Informatique usage et responsable des réseaux sociaux : La CIL accompagne les 7 jours de l’informatique de la jeune fille

  La présidente de la Commission de l’Informatique et des Libertés (CIL), Madame Marguerite OUEDRAOGO/BONANE a présidé ce lundi 02 Aout 2021 à Ouagadougou, la cérémonie d’ouverture de la deuxième édition des 7 jours de l’informatique de la jeune fille organisée par l’Association Fille du Monde initiée par Mme Sakinatou COMPAORE. Mme Ouédraogo a saisi cette occasion pour demander aux jeunes beaucoup de prudence et un usage responsable de l’Internet et des réseaux sociaux.

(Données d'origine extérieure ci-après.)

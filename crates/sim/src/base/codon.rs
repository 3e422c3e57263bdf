//! Amino acids and translation of coding sequences.

use super::{Nucleotide, Sequence};
use std::fmt;

/// Standard genetic code with codons enumerated in `ACGT` index order
/// (`16 * first + 4 * second + third`). `*` marks a stop codon.
const GENETIC_CODE: &[u8; 64] =
    b"KNKNTTTTRSRSIIMIQHQHPPPPRRRRLLLLEDEDAAAAGGGGVVVV*Y*YSSSS*CWCLFLF";

/// The twenty proteinogenic amino acids in one-letter alphabetical order.
const AMINO_ACIDS: &[u8; 20] = b"ACDEFGHIKLMNPQRSTVWY";

/// An amino acid or a stop codon.
#[derive(Debug, Clone, Copy, PartialEq, Eq, Hash, PartialOrd, Ord)]
pub enum AminoAcid {
    /// One of the twenty standard residues, stored as its index into the
    /// alphabetical one-letter alphabet.
    Residue(u8),
    Stop,
}

impl AminoAcid {
    /// Number of distinct residues (excluding stop).
    pub const COUNT: usize = 20;

    /// Parse a one-letter code (case-insensitive); `*` is stop.
    pub fn from_char(c: char) -> Option<Self> {
        if c == '*' {
            return Some(Self::Stop);
        }
        if !c.is_ascii() {
            return None;
        }
        let upper = c.to_ascii_uppercase() as u8;
        AMINO_ACIDS
            .iter()
            .position(|&aa| aa == upper)
            .map(|idx| Self::Residue(idx as u8))
    }

    /// Index into the 20-letter residue alphabet, `None` for stop.
    #[inline]
    pub fn index(self) -> Option<usize> {
        match self {
            Self::Residue(idx) => Some(idx as usize),
            Self::Stop => None,
        }
    }

    pub fn to_char(self) -> char {
        match self {
            Self::Residue(idx) => AMINO_ACIDS[idx as usize] as char,
            Self::Stop => '*',
        }
    }

    #[inline]
    pub fn is_stop(self) -> bool {
        matches!(self, Self::Stop)
    }
}

impl fmt::Display for AminoAcid {
    fn fmt(&self, f: &mut fmt::Formatter<'_>) -> fmt::Result {
        write!(f, "{}", self.to_char())
    }
}

/// Translate a single codon.
pub fn translate_codon(codon: [Nucleotide; 3]) -> AminoAcid {
    let idx = 16 * codon[0].to_index() as usize
        + 4 * codon[1].to_index() as usize
        + codon[2].to_index() as usize;
    // GENETIC_CODE only holds valid one-letter codes or '*'
    AminoAcid::from_char(GENETIC_CODE[idx] as char).unwrap_or(AminoAcid::Stop)
}

/// Translate a stretch of coding sequence in frame 0, ignoring a trailing
/// partial codon.
pub fn translate(bases: &[Nucleotide]) -> Vec<AminoAcid> {
    bases
        .chunks_exact(3)
        .map(|c| translate_codon([c[0], c[1], c[2]]))
        .collect()
}

/// Translate a paired heavy/light chain sequence.
///
/// When `chain_boundary` is set, the two chains are translated separately
/// (each in its own frame) and concatenated, so no codon spans the boundary.
pub fn translate_chains(sequence: &Sequence, chain_boundary: Option<usize>) -> Vec<AminoAcid> {
    let bases = sequence.as_slice();
    match chain_boundary {
        Some(boundary) if boundary < bases.len() => {
            let mut protein = translate(&bases[..boundary]);
            protein.extend(translate(&bases[boundary..]));
            protein
        }
        _ => translate(bases),
    }
}
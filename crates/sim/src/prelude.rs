//! Commonly used imports for convenience.
//!
//! # Example
//!
//! ```
//! use germinal_sim::prelude::*;
//! use rand::SeedableRng;
//! use rand_xoshiro::Xoshiro256PlusPlus;
//!
//! let process = BranchingProcessBuilder::new()
//!     .constant_rates(1.0, 0.0, 0.0)
//!     .discrete_mutator(vec![0.0, 1.0], vec![vec![0.0, 1.0], vec![1.0, 0.0]])
//!     .horizon(2.0)
//!     .build()
//!     .unwrap();
//!
//! let mut rng = Xoshiro256PlusPlus::seed_from_u64(1);
//! let mut tree = process
//!     .evolve(Tree::new(LineageState::discrete(0.0)), &mut rng)
//!     .unwrap();
//! tree.sample_survivors(1.0, &mut rng).unwrap();
//! tree.prune();
//! assert!(tree.sampled_leaves().len() >= 1);
//! ```

pub use crate::base::{AminoAcid, Nucleotide, Sequence};
pub use crate::errors::{self, BatchError, ConfigurationError, MutationError, TreeError};
pub use crate::evolution::{
    AdditiveGpMap, DiscreteMutator, MotifModel, Mutator, Response, SequencePhenotypeMutator,
};
pub use crate::simulation::{
    generate_batch, generate_tree, BranchingProcess, BranchingProcessBuilder, CapacityMethod,
    Configuration, EvolveConfig, RetryPolicy,
};
pub use crate::tree::{Event, LineageState, NodeId, Tree, TreeRecord};
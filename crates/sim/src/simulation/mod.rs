//! Tree growth and batch generation.
//!
//! Re-exports
//!
//! The most commonly used simulation types are re-exported here so consumers
//! can import them from `germinal_sim::simulation`.
//!
//! - `BranchingProcess`: grows one lineage tree to the horizon.
//! - `BranchingProcessBuilder`: fluent construction with validation.
//! - `generate_tree` / `generate_batch`: the retry loop and parallel batches.
//! - `Configuration`: serializable description of a whole run.

pub mod batch;
pub mod builder;
pub mod configs;
pub mod engine;
pub mod parameters;

pub use batch::{generate_batch, generate_tree, GeneratedTree};
pub use builder::BranchingProcessBuilder;
pub use configs::{
    Configuration, ExecutionConfig, ModelConfig, ProcessConfig, ResponseConfig, SimulationSetup,
};
pub use engine::BranchingProcess;
pub use parameters::{CapacityMethod, EvolveConfig, RetryPolicy};
use super::node::{Event, LineageState, Node, NodeId};

/// A lineage tree stored as an arena of nodes.
///
/// Nodes refer to each other by index: every node keeps the id of its parent
/// and the ordered ids of its children, and the root is always id 0. Nodes
/// are only ever appended during growth, so a child's id is always larger than
/// its parent's. Removal happens by compaction into a new arena (see
/// [`Tree::prune`]).
#[derive(Debug, Clone, PartialEq)]
pub struct Tree {
    nodes: Vec<Node>,
}

impl Tree {
    /// Id of the root node.
    pub const ROOT: NodeId = 0;

    /// Create a tree holding only a root lineage at time 0.
    pub fn new(state: LineageState) -> Self {
        Self {
            nodes: vec![Node::new(state, 0.0, Event::Root, None)],
        }
    }

    #[inline]
    pub fn root(&self) -> &Node {
        &self.nodes[Self::ROOT]
    }

    /// Access a node.
    ///
    /// # Panics
    /// Panics if `id` does not belong to this tree.
    #[inline]
    pub fn node(&self, id: NodeId) -> &Node {
        &self.nodes[id]
    }

    #[inline]
    pub fn get(&self, id: NodeId) -> Option<&Node> {
        self.nodes.get(id)
    }

    #[inline]
    pub(crate) fn node_mut(&mut self, id: NodeId) -> &mut Node {
        &mut self.nodes[id]
    }

    /// Total number of nodes, root included.
    #[inline]
    pub fn len(&self) -> usize {
        self.nodes.len()
    }

    /// Always false: a tree has at least its root.
    #[inline]
    pub fn is_empty(&self) -> bool {
        self.nodes.is_empty()
    }

    /// True while the tree is a bare root that has never been grown.
    pub fn is_fresh(&self) -> bool {
        self.nodes.len() == 1
    }

    /// Iterate over `(id, node)` pairs in creation order.
    pub fn iter(&self) -> impl Iterator<Item = (NodeId, &Node)> {
        self.nodes.iter().enumerate()
    }

    /// Append a node under `parent`.
    pub(crate) fn add_child(
        &mut self,
        parent: NodeId,
        state: LineageState,
        time: f64,
        event: Event,
    ) -> NodeId {
        let id = self.nodes.len();
        self.nodes.push(Node::new(state, time, event, Some(parent)));
        self.nodes[parent].children.push(id);
        id
    }

    /// Ids of all leaves, in creation order.
    pub fn leaves(&self) -> impl Iterator<Item = NodeId> + '_ {
        self.iter()
            .filter(|(_, node)| node.is_leaf())
            .map(|(id, _)| id)
    }

    /// Ids of leaves tagged [`Event::Sampling`].
    pub fn sampled_leaves(&self) -> Vec<NodeId> {
        self.leaves()
            .filter(|&id| self.nodes[id].event == Event::Sampling)
            .collect()
    }

    /// Number of nodes carrying `event`.
    pub fn count_events(&self, event: Event) -> usize {
        self.nodes.iter().filter(|n| n.event == event).count()
    }

    /// Node ids in depth-first pre-order, children visited in creation order.
    pub fn preorder(&self) -> Vec<NodeId> {
        let mut order = Vec::with_capacity(self.nodes.len());
        let mut stack = vec![Self::ROOT];
        while let Some(id) = stack.pop() {
            order.push(id);
            stack.extend(self.nodes[id].children.iter().rev());
        }
        order
    }

    /// The path from the root that always follows the first child.
    pub fn first_lineage(&self) -> Vec<NodeId> {
        let mut path = vec![Self::ROOT];
        let mut current = Self::ROOT;
        while let Some(&next) = self.nodes[current].children.first() {
            path.push(next);
            current = next;
        }
        path
    }

    /// Number of lineages alive at time `t`.
    ///
    /// A node is alive from its own time until its first child's time; leaves
    /// other than deaths are alive until the end of the simulation, so `t`
    /// should not exceed the horizon the tree was grown to.
    pub fn population_at(&self, t: f64) -> usize {
        self.nodes
            .iter()
            .filter(|node| node.event != Event::Death && node.time <= t)
            .filter(|node| match node.children.first() {
                Some(&child) => self.nodes[child].time > t,
                None => true,
            })
            .count()
    }

    /// Build a new arena containing the nodes reachable through `children_of`,
    /// starting at the root. `children_of(id)` returns the ids (in the old
    /// arena) that become the children of `id` in the new one. Node data is
    /// copied unchanged apart from the links.
    pub(crate) fn compact<F>(&self, mut children_of: F) -> Tree
    where
        F: FnMut(&Tree, NodeId) -> Vec<NodeId>,
    {
        let root = &self.nodes[Self::ROOT];
        let mut compacted = Tree {
            nodes: vec![Node::new(root.state.clone(), root.time, root.event, None)],
        };

        // (old id, new id) pairs whose children still need copying
        let mut stack = vec![(Self::ROOT, Self::ROOT)];
        while let Some((old_id, new_id)) = stack.pop() {
            let kids = children_of(self, old_id);
            let mut pending = Vec::with_capacity(kids.len());
            for old_child in kids {
                let child = &self.nodes[old_child];
                let new_child =
                    compacted.add_child(new_id, child.state.clone(), child.time, child.event);
                pending.push((old_child, new_child));
            }
            stack.extend(pending.into_iter().rev());
        }
        compacted
    }
}

#[cfg(test)]
mod tests {
    use super::*;

    fn state(x: f64) -> LineageState {
        LineageState::discrete(x)
    }

    /// root(0) ─┬─ birth(1) ── mutation(2)
    ///          └─ birth(1) ── death(3)
    fn small_tree() -> Tree {
        let mut tree = Tree::new(state(0.0));
        let a = tree.add_child(Tree::ROOT, state(0.0), 1.0, Event::Birth);
        let b = tree.add_child(Tree::ROOT, state(0.0), 1.0, Event::Birth);
        tree.add_child(a, state(0.5), 2.0, Event::Mutation);
        tree.add_child(b, state(0.0), 3.0, Event::Death);
        tree
    }

    #[test]
    fn test_new_tree_is_fresh_root() {
        let tree = Tree::new(state(1.5));
        assert!(tree.is_fresh());
        assert_eq!(tree.len(), 1);
        assert_eq!(tree.root().event(), Event::Root);
        assert_eq!(tree.root().time(), 0.0);
        assert_eq!(tree.root().parent(), None);
        assert_eq!(tree.root().phenotype(), 1.5);
    }

    #[test]
    fn test_links() {
        let tree = small_tree();
        assert!(!tree.is_fresh());
        assert_eq!(tree.root().children(), &[1, 2]);
        assert_eq!(tree.node(3).parent(), Some(1));
        assert_eq!(tree.node(4).parent(), Some(2));
        assert!(tree.get(5).is_none());
    }

    #[test]
    fn test_leaves_and_counts() {
        let tree = small_tree();
        assert_eq!(tree.leaves().collect::<Vec<_>>(), vec![3, 4]);
        assert_eq!(tree.count_events(Event::Birth), 2);
        assert_eq!(tree.count_events(Event::Death), 1);
        assert!(tree.sampled_leaves().is_empty());
    }

    #[test]
    fn test_preorder_and_first_lineage() {
        let tree = small_tree();
        assert_eq!(tree.preorder(), vec![0, 1, 3, 2, 4]);
        assert_eq!(tree.first_lineage(), vec![0, 1, 3]);
    }

    #[test]
    fn test_population_at() {
        let tree = small_tree();
        assert_eq!(tree.population_at(0.5), 1);
        assert_eq!(tree.population_at(1.5), 2);
        assert_eq!(tree.population_at(2.5), 2);
        assert_eq!(tree.population_at(3.5), 1);
    }

    #[test]
    fn test_compact_keeps_selected_children() {
        let tree = small_tree();
        let compacted = tree.compact(|t, id| {
            t.node(id)
                .children()
                .iter()
                .copied()
                .filter(|&c| t.node(c).event() != Event::Death)
                .collect()
        });
        // the second birth survives but loses its death child
        assert_eq!(compacted.len(), 4);
        assert_eq!(compacted.preorder().len(), 4);
        assert_eq!(compacted.node(1).children().len(), 1);
        assert!(compacted.node(compacted.root().children()[1]).is_leaf());
    }
}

   Après le succès de la première édition, la Présidente de l’Association « Fille du Monde », Mme Sakinatou COMPAORE a tenu le pari de l’organisation de la 2e édition des 7 jours de l’informatique de la jeune fille avec l’accompagnement de la CIL. La cérémonie de lancement est intervenue le lundi 02 août 2021 sous la présidence de la présidente de la CIL madame Marguerite OUEDRAOGO/BONANE. La deuxième édition des sept jours de l’informatique de la jeune fille placée sous le thème de « l’informatique et la gente féminine », a regroupé cette année environ, 135 jeunes filles des universités et des différents établissements scolaires. Selon Mme Sakinatou COMPAORE l’initiatrice de la formation, les filles manifestent peu d’intérêt pour l’informatique, pourtant devenue un outil incontournable du 21e siècle. Elle estime que l’initiative de ces sept jours de formation en informatique va permettre aux participantes d’acquérir des connaissances de base de l’outil informatique et de familiariser les participantes sur la question de protection des données à caractère personnels et l’usage responsable de l’internet et des réseaux sociaux. La présidente de la CIL a dans son intervention, salué l’initiative, qui va contribuer à vulgariser l’usage responsable de l’outil informatique aux jeunes filles. Pour Mme Ouédraogo, il faut une utilisation raisonnée des données personnelles sur les réseaux sociaux car affirme-t-elle, « derrière tous ce que nous publions sur les réseaux sociaux se cache des personnes malsaines qui les utilisent pour d’autre fins ».